N. E. Eccleston, Circulation.

Entered as second class matter, September 17, 1918, at the post office at Washington. D. C., under the act of March 3, 1879.

Publication of signed articles in this journal is not to be understood as an adoption by the Patent Office Society of the views expressed therein. The editors are glad to have pertinent articles submitted.

VOL. VIII.

February, 1926.

No. 6

COMMENT.

THE AMERICAN PATENT SYSTEM.

Elsewhere in this number will be found an article setting forth the benefits of the American patent system. It is thought that it will be of timely interest in view of the discussions of the Patent Office which have recently been published, some of which have been noted in the JOURNAL. There has been an increasing and critical scrutiny of the patent system of late years, much of it based on misconception of its functions and an inadequate knowledge of its beneficial results. A great part of the questioning is founded however on defects which have

grown around the system, and the article referred to is not intended to convey an impression that in this imperfect world the Patent Office is a perfected organism. On the contrary, a system that has not been substantially changed for over two generations and that has expanded without conscious direction necessarily challenges inquiry. But whatever benefits the system has conferred, and they are substantial and memorable, should be taken into consideration in weighing the merits of these controversial inquiries.
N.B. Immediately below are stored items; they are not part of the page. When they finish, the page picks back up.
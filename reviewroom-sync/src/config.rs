//! Configuration for the sync engine.
//!
//! `ClientConfig` holds endpoints and credentials and is loaded from TOML.
//! `SyncConfig` holds the engine's timing knobs; its defaults are the
//! values the dashboard ships with.

use serde::Deserialize;
use std::path::{Path, PathBuf};
use std::time::Duration;

#[derive(Debug, Clone, Deserialize)]
#[serde(deny_unknown_fields)]
pub struct ClientConfig {
    pub api_base_url: String,
    pub ws_endpoint: String,
    pub auth: AuthConfig,
    pub request_timeout_ms: u64,
    pub reconnect: ReconnectConfig,
}

#[derive(Debug, Clone, Deserialize)]
#[serde(deny_unknown_fields)]
pub struct AuthConfig {
    pub api_key: Option<String>,
    pub bearer_token: Option<String>,
}

#[derive(Debug, Clone, Deserialize)]
#[serde(deny_unknown_fields)]
pub struct ReconnectConfig {
    pub initial_ms: u64,
    pub max_ms: u64,
    pub multiplier: f64,
    pub jitter_ms: u64,
    pub max_attempts: u32,
}

impl Default for ReconnectConfig {
    fn default() -> Self {
        Self {
            initial_ms: 1_000,
            max_ms: 5_000,
            multiplier: 2.0,
            jitter_ms: 250,
            max_attempts: 5,
        }
    }
}

#[derive(Debug, thiserror::Error)]
pub enum ConfigError {
    #[error("Missing configuration file path (use --config or REVIEWROOM_SYNC_CONFIG)")]
    MissingConfigPath,
    #[error("Failed to read config file: {0}")]
    Io(#[from] std::io::Error),
    #[error("Failed to parse config TOML: {0}")]
    Parse(#[from] toml::de::Error),
    #[error("Invalid config value for {field}: {reason}")]
    InvalidValue { field: &'static str, reason: String },
}

impl ClientConfig {
    pub fn load() -> Result<Self, ConfigError> {
        let path = config_path_from_args().or_else(config_path_from_env);
        let path = path.ok_or(ConfigError::MissingConfigPath)?;
        let config = Self::from_path(&path)?;
        config.validate()?;
        Ok(config)
    }

    pub fn from_path(path: &Path) -> Result<Self, ConfigError> {
        let contents = std::fs::read_to_string(path)?;
        let config: ClientConfig = toml::from_str(&contents)?;
        Ok(config)
    }

    pub fn validate(&self) -> Result<(), ConfigError> {
        if self.api_base_url.trim().is_empty() {
            return Err(ConfigError::InvalidValue {
                field: "api_base_url",
                reason: "must not be empty".to_string(),
            });
        }
        if self.ws_endpoint.trim().is_empty() {
            return Err(ConfigError::InvalidValue {
                field: "ws_endpoint",
                reason: "must not be empty".to_string(),
            });
        }
        if self.auth.api_key.is_none() && self.auth.bearer_token.is_none() {
            return Err(ConfigError::InvalidValue {
                field: "auth",
                reason: "api_key or bearer_token must be provided".to_string(),
            });
        }
        if self.request_timeout_ms == 0 {
            return Err(ConfigError::InvalidValue {
                field: "request_timeout_ms",
                reason: "must be > 0".to_string(),
            });
        }
        if self.reconnect.initial_ms == 0 {
            return Err(ConfigError::InvalidValue {
                field: "reconnect.initial_ms",
                reason: "must be > 0".to_string(),
            });
        }
        if self.reconnect.max_ms < self.reconnect.initial_ms {
            return Err(ConfigError::InvalidValue {
                field: "reconnect.max_ms",
                reason: "must be >= initial_ms".to_string(),
            });
        }
        if self.reconnect.multiplier < 1.0 {
            return Err(ConfigError::InvalidValue {
                field: "reconnect.multiplier",
                reason: "must be >= 1.0".to_string(),
            });
        }
        if self.reconnect.max_attempts == 0 {
            return Err(ConfigError::InvalidValue {
                field: "reconnect.max_attempts",
                reason: "must be > 0".to_string(),
            });
        }
        Ok(())
    }
}

fn config_path_from_env() -> Option<PathBuf> {
    std::env::var("REVIEWROOM_SYNC_CONFIG").ok().map(PathBuf::from)
}

fn config_path_from_args() -> Option<PathBuf> {
    let mut args = std::env::args().skip(1);
    while let Some(arg) = args.next() {
        if arg == "--config" {
            return args.next().map(PathBuf::from);
        }
    }
    None
}

/// Engine timing knobs.
#[derive(Debug, Clone)]
pub struct SyncConfig {
    /// Window in which a cache entry is served without any transport.
    pub cache_fresh_ttl: Duration,
    /// Window in which a cache entry is still usable as a degraded
    /// fallback when no transport is available.
    pub cache_stale_ttl: Duration,
    /// Cache entry bound; least-recently-stored entries are evicted.
    pub cache_max_entries: usize,
    /// At most one applied update per rate window.
    pub rate_window: Duration,
    /// Debounce before a queued batch is flushed.
    pub debounce_delay: Duration,
    /// Hard cap on how long a queued update may wait, measured from the
    /// first queued arrival. Bounds flush delay under sustained traffic.
    pub max_flush_delay: Duration,
    /// Pull request timeout raced against each attempt.
    pub request_timeout: Duration,
    /// Linear backoff unit between pull retries (`retry_delay * attempt`).
    pub retry_delay: Duration,
    /// Maximum pull attempts before the failure surfaces.
    pub max_retries: u32,
    /// Liveness ping interval while connected.
    pub heartbeat_interval: Duration,
}

impl Default for SyncConfig {
    fn default() -> Self {
        Self {
            cache_fresh_ttl: Duration::from_secs(30),
            cache_stale_ttl: Duration::from_secs(600),
            cache_max_entries: 50,
            rate_window: Duration::from_secs(2),
            debounce_delay: Duration::from_millis(500),
            max_flush_delay: Duration::from_secs(4),
            request_timeout: Duration::from_secs(5),
            retry_delay: Duration::from_secs(2),
            max_retries: 3,
            heartbeat_interval: Duration::from_secs(30),
        }
    }
}

impl SyncConfig {
    pub fn new() -> Self {
        Self::default()
    }

    pub fn with_cache_fresh_ttl(mut self, ttl: Duration) -> Self {
        self.cache_fresh_ttl = ttl;
        self
    }

    pub fn with_cache_stale_ttl(mut self, ttl: Duration) -> Self {
        self.cache_stale_ttl = ttl;
        self
    }

    pub fn with_cache_max_entries(mut self, max: usize) -> Self {
        self.cache_max_entries = max;
        self
    }

    pub fn with_rate_window(mut self, window: Duration) -> Self {
        self.rate_window = window;
        self
    }

    pub fn with_debounce_delay(mut self, delay: Duration) -> Self {
        self.debounce_delay = delay;
        self
    }

    pub fn with_max_flush_delay(mut self, delay: Duration) -> Self {
        self.max_flush_delay = delay;
        self
    }

    pub fn with_request_timeout(mut self, timeout: Duration) -> Self {
        self.request_timeout = timeout;
        self
    }

    pub fn with_retry_delay(mut self, delay: Duration) -> Self {
        self.retry_delay = delay;
        self
    }

    pub fn with_max_retries(mut self, retries: u32) -> Self {
        self.max_retries = retries;
        self
    }

    pub fn with_heartbeat_interval(mut self, interval: Duration) -> Self {
        self.heartbeat_interval = interval;
        self
    }
}

#[cfg(test)]
mod tests {
    use super::*;

    fn base_config() -> ClientConfig {
        ClientConfig {
            api_base_url: "http://localhost:8080".to_string(),
            ws_endpoint: "ws://localhost:8080/ws".to_string(),
            auth: AuthConfig {
                api_key: Some("test-key".to_string()),
                bearer_token: None,
            },
            request_timeout_ms: 5_000,
            reconnect: ReconnectConfig::default(),
        }
    }

    #[test]
    fn test_config_requires_auth() {
        let mut config = base_config();
        config.auth = AuthConfig {
            api_key: None,
            bearer_token: None,
        };
        assert!(config.validate().is_err());
    }

    #[test]
    fn test_config_rejects_zero_timeout() {
        let mut config = base_config();
        config.request_timeout_ms = 0;
        assert!(config.validate().is_err());
    }

    #[test]
    fn test_config_rejects_bad_reconnect() {
        let mut config = base_config();
        config.reconnect.max_ms = 100;
        assert!(config.validate().is_err());
    }

    #[test]
    fn test_sync_defaults_match_shipping_values() {
        let config = SyncConfig::default();
        assert_eq!(config.cache_fresh_ttl, Duration::from_secs(30));
        assert_eq!(config.cache_stale_ttl, Duration::from_secs(600));
        assert_eq!(config.cache_max_entries, 50);
        assert_eq!(config.rate_window, Duration::from_secs(2));
        assert_eq!(config.debounce_delay, Duration::from_millis(500));
        assert_eq!(config.request_timeout, Duration::from_secs(5));
        assert_eq!(config.max_retries, 3);
        assert_eq!(config.heartbeat_interval, Duration::from_secs(30));
    }

    #[test]
    fn test_builder_overrides() {
        let config = SyncConfig::new()
            .with_rate_window(Duration::from_millis(100))
            .with_cache_max_entries(5);
        assert_eq!(config.rate_window, Duration::from_millis(100));
        assert_eq!(config.cache_max_entries, 5);
    }

    #[test]
    fn test_toml_parsing() {
        let toml = r#"
            api_base_url = "http://localhost:8080"
            ws_endpoint = "ws://localhost:8080/ws"
            request_timeout_ms = 5000

            [auth]
            api_key = "k"

            [reconnect]
            initial_ms = 1000
            max_ms = 5000
            multiplier = 2.0
            jitter_ms = 250
            max_attempts = 5
        "#;
        let config: ClientConfig = toml::from_str(toml).unwrap();
        assert!(config.validate().is_ok());
        assert_eq!(config.reconnect.max_attempts, 5);
    }
}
NEW STEEL CASES FOR PATENT COPIES ON PUBLIC VIEW.

During the last few years there have been installed in the galleries above the G Street corridor of the building steel cases for the storage of soft copies of patents. This equipment was designed originally for the purpose of making accurate "pulling" of the copies and to save wastage. They fulfilled these expectations to the utmost extent, but they conferred other advantages which were found highly beneficial. Copies are selected from two to three times the speed capable under old conditions.

An extension of this equipment has just been installed in the G. Street basement coridor adjacent Ninth Street and is therefore capable of intimate public scrutiny. It is thought desirable to give notice that this equipment is thus accessible for inspection as it provides the most radical physical change or introduction that the Office has ever experienced. It will be noted in what presentable order the copies are filed and what the general convenience of the arrangement is.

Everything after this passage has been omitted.